No commercial or private company offers EC-135 Looking Glass pilot training programs, as the aircraft type was retired from USAF service and the mission transferred to the Navy’s E-6B fleet in 1998. Flight simulation training for former crew members or historians is not commercially available. The closest available training experiences involve C-135 or KC-135 simulators offered through military contractor programs, which are not open to the general public.
What is the EC-135 Looking Glass system used for?
The EC-135 Looking Glass was the Strategic Air Command’s Airborne Command Post — a flying nuclear command-and-control platform designed to ensure that the United States could execute a retaliatory nuclear strike even if all ground-based launch control centers were destroyed. It carried a general officer, a battle staff, and the communications and cryptographic equipment necessary to authenticate and transmit launch orders to ICBM crews. From 1961 to 1990, at least one aircraft was airborne 24 hours a day, seven days a week.

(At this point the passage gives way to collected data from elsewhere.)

//! Per-instrument pipeline: fetch → indicators → classification.

use tracing::{info, warn};

use crate::error::{Result, SignalError};
use crate::indicators::{display_specs, IndicatorEngine};
use crate::models::{InstrumentReport, MacroContext};
use crate::services::macro_data::fetch_macro_context;
use crate::services::market_data::MarketDataProvider;
use crate::signals::classifier::SignalClassifier;

/// Instrument skipped because its data could not be fetched.
#[derive(Debug, Clone)]
pub struct SkippedInstrument {
    pub symbol: String,
    pub reason: String,
}

#[derive(Debug, Clone)]
pub struct RunSummary {
    pub macro_context: MacroContext,
    pub reports: Vec<InstrumentReport>,
    pub skipped: Vec<SkippedInstrument>,
}

pub struct SignalPipeline<'a> {
    provider: &'a dyn MarketDataProvider,
    engine: IndicatorEngine,
    classifier: SignalClassifier,
    lookback_days: u32,
}

impl<'a> SignalPipeline<'a> {
    /// The engine computes the display indicators plus everything the rule book references.
    pub fn new(
        provider: &'a dyn MarketDataProvider,
        classifier: SignalClassifier,
        lookback_days: u32,
    ) -> Result<Self> {
        let engine = IndicatorEngine::new(
            display_specs()
                .into_iter()
                .chain(classifier.required_specs()),
        )?;

        Ok(Self {
            provider,
            engine,
            classifier,
            lookback_days,
        })
    }

    pub fn engine(&self) -> &IndicatorEngine {
        &self.engine
    }

    /// Evaluate a single instrument against an already-fetched macro context.
    pub async fn evaluate(&self, symbol: &str, macro_context: &MacroContext) -> Result<InstrumentReport> {
        if !self.classifier.supports(symbol) {
            return Err(SignalError::UnsupportedInstrument(symbol.to_string()));
        }

        let series = self.provider.daily_bars(symbol, self.lookback_days).await?;
        let snapshot = self.engine.snapshot(&series);
        let classification = self
            .classifier
            .classify_explained(symbol, &snapshot, macro_context)?;

        let dividend_yield = match self.provider.trailing_dividend_yield(symbol).await {
            Ok(value) => value,
            Err(e) => {
                warn!(symbol = %symbol, error = %e, "dividend yield unavailable");
                None
            }
        };

        let latest = series.latest();
        info!(
            symbol = %symbol,
            date = %latest.date,
            close = latest.close,
            label = ?classification.label,
            "instrument evaluated"
        );

        Ok(InstrumentReport {
            symbol: series.symbol().to_string(),
            date: latest.date,
            latest_price: latest.close,
            bars: series.len(),
            indicators: snapshot,
            classification,
            macro_context: *macro_context,
            dividend_yield,
        })
    }

    /// Fetch the macro context once, then evaluate each symbol in order.
    /// Unavailable data skips the symbol; any other error ends the run.
    pub async fn run(&self, symbols: &[String]) -> Result<RunSummary> {
        let macro_context = fetch_macro_context(self.provider).await;
        let mut reports = Vec::with_capacity(symbols.len());
        let mut skipped = Vec::new();

        for symbol in symbols {
            match self.evaluate(symbol, &macro_context).await {
                Ok(report) => reports.push(report),
                Err(e) if e.is_skippable() => {
                    warn!(symbol = %symbol, error = %e, "skipping instrument");
                    skipped.push(SkippedInstrument {
                        symbol: symbol.clone(),
                        reason: e.to_string(),
                    });
                }
                Err(e) => return Err(e),
            }
        }

        Ok(RunSummary {
            macro_context,
            reports,
            skipped,
        })
    }
}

Why does the SAC Museum’s EC-135 have no wings or engines?
The EC-135’s wingspan of approximately 130 feet, 10 inches (39.9 meters) exceeds the available interior width of the museum’s exhibition hall. Rather than display the aircraft outdoors — which would expose the airframe to weather and prevent safe public access to the interior — the museum removed the outer wing panels and engines to fit the aircraft indoors. This trade-off preserves the fuselage and interior in display-ready condition and keeps open the possibility of future guided interior tours.
When was the EC-135 Looking Glass first shown to the public after restoration?
The restored EC-135 Looking Glass was first opened to the public during a “Flight Night” event at the Strategic Air Command & Aerospace Museum on July 17, 2021. The event featured guided exterior and interior tours led by Curator Brian York. The restoration, managed by Andy Beemer and a volunteer team, had been delayed approximately one year due to the COVID-19 pandemic. Major exterior work — including painting, stenciling, and antenna reassembly — was completed in June 2021.
A Giant Compromised, A Story Preserved
The EC-135 Looking Glass at the SAC Museum is, by any measure, an incomplete aircraft. Its missing wings and silent engine mounts are a permanent reminder of the compromise required to bring a 130-foot-wingspan Cold War relic indoors. But the trade-off is a sound one. The restoration work executed by Andy Beemer’s volunteer team — the RF hazard markings, the Stars and Bars, the dense antenna arrays — tells the story of an aircraft that existed not to fly gracefully, but to survive, communicate, and command. Inside a museum gallery, that story can be read up close, in the stenciling and the hardware, in a way no outdoor static display ever permits.
Modeler’s Corner
For scale modelers, the Minicraft Models 1:144 KC-135 Stratotanker kit provides the most accessible baseline for an EC-135 conversion, as the two types share the same fundamental fuselage and structural geometry. A wingless museum display diorama — replicating the SAC Museum configuration — offers a unique and historically accurate subject that requires no wing assembly. Custom decal sheets replicating the RF hazard markings and USAF tail flash are available from several specialty aftermarket suppliers.
Further Reading
1. Boyne, Walter J. — Boeing B-52: A Documentary History (Jane’s, 1981). While focused on the B-52, this volume provides essential context for SAC’s broader basing and command philosophy during the same era as the EC-135 operations.
2. Lashmar, Paul — Spy Flights of the Cold War (Sutton Publishing, 1996). Covers the C-135 family’s intelligence-gathering variants and the operational environment in which the EC-135 conducted its alert missions.
3. Hansen, Chuck — U.S. Nuclear Weapons: The Secret History (Aerofax, 1988). The definitive reference on the command-and-control systems — including the ALCS equipment carried aboard the EC-135 — and the doctrine that shaped the Looking Glass mission.